Según la Comisión Nacional de Suiza asesora de Ética Biomédica, el consumo de fármacos para tratar la hiperactividad altera el comportamiento del niño sin ninguna contribución por su parte. “Los agentes farmacológicos indujeron cambios en el comportamiento, pero no lograron educar a los niños sobre la forma de lograr estos cambios de comportamiento de forma independiente”.

El psicoanálisis, por su parte, considera este trastorno como un signo y en este sentido lo esencial sigue siendo tratar al sujeto desde el esclarecimiento de su estructura. Volviendo al ejemplo del autismo, hay en el niño autista una particular relación con su cuerpo y con el entorno que le lleva a conductas repetitivas: dar vueltas sin cesar, aplaudir , aletear con las manos, rodar por el suelo, que son expresión de cómo percibe la realidad. Estas conductas (esterotipias) también pueden aparecer en niños obsesivos, sometidos a estrés o que han sufrido una experiencia traumática (pérdida, agresión, hambruna, guerra). Poniendo de manifiesto que no es el síntoma, por llamativo que éste sea, el núcleo de la enfermedad, sino la señal que nos pone en la pista de averiguar qué es lo que le sucede al sujeto.
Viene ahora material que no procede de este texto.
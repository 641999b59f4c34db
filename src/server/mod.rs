//! Storage HTTP Server Module
//!
//! Translates HTTP requests into `MemoryStore` operations and back into JSON responses.
//!
//! ## Responsibilities
//! - **Routing**: Method + fixed path prefix dispatch. Keys are the verbatim path remainder.
//! - **Encoding**: Payloads travel as Base64 strings inside JSON bodies.
//! - **Latency injection**: Reads sleep for the configured delay before touching the store,
//!   without holding its lock, so concurrent requests are not blocked.
//! - **Error mapping**: Every failure becomes an `{error, code}` envelope; panics become 500s.
//!
//! ## Submodules
//! - **`handlers`**: Axum handlers, one per endpoint.
//! - **`middleware`**: Panic catching and request logging layers.
//! - **`protocol`**: Endpoint paths and DTOs.
//! - **`reply`**: Response envelopes and CORS headers.
//! - **`router`**: Router factory and serving loop.

pub mod handlers;
pub mod middleware;
pub mod protocol;
pub mod reply;
pub mod router;

pub use router::{build_router, run, serve};
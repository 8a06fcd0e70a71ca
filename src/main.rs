use clap::Parser;

use prockit::cli::Cli;
use prockit::process;

fn main() -> anyhow::Result<()> {
    let cli = Cli::parse();

    if !cli.has_verb() {
        println!("prockit - process lifecycle toolkit");
        println!("Use --start, --stop, --status or --reload (see --help)");
        return Ok(());
    }

    process::ensure_supported()?;
    dispatch(cli)
}

#[cfg(unix)]
fn dispatch(cli: Cli) -> anyhow::Result<()> {
    use prockit::cli::commands::daemon;
    use prockit::config::Config;

    let config = Config::load_or_default(cli.config.as_deref())?;
    if cli.start {
        daemon::handle_start(&config)
    } else if cli.stop {
        daemon::handle_stop(&config)
    } else if cli.status {
        daemon::handle_status(&config, cli.json)
    } else {
        daemon::handle_reload(&config)
    }
}

#[cfg(not(unix))]
fn dispatch(_cli: Cli) -> anyhow::Result<()> {
    unreachable!("ensure_supported rejects non-unix platforms")
}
También la depresión, la anorexia y la bulimia son transestructurales, aparecen en las neurosis y en las psicosis y en ningún caso pueden ser por si mismas “una enfermedad” sino, por el contrario, una señal que, al igual que la fiebre, hay que tomar en cuenta para llegar a la causa. Hacer callar al síntoma con medicamentos que aplaquen la angustia y el malestar tan sólo conduce a que el síntoma se cronifique o cambie de lugar, apareciendo alcoholismo, por ejemplo, donde antes había depresión. Pero, naturalmente, al DSM y a la poderosa industria farmacéutica que están detrás de esta moderna forma de diagnóstico, no le preocupan ni el sufrimiento ni la curación de los sujetos que a estas alturas de la película ya se han transformado de pacientes en clientes.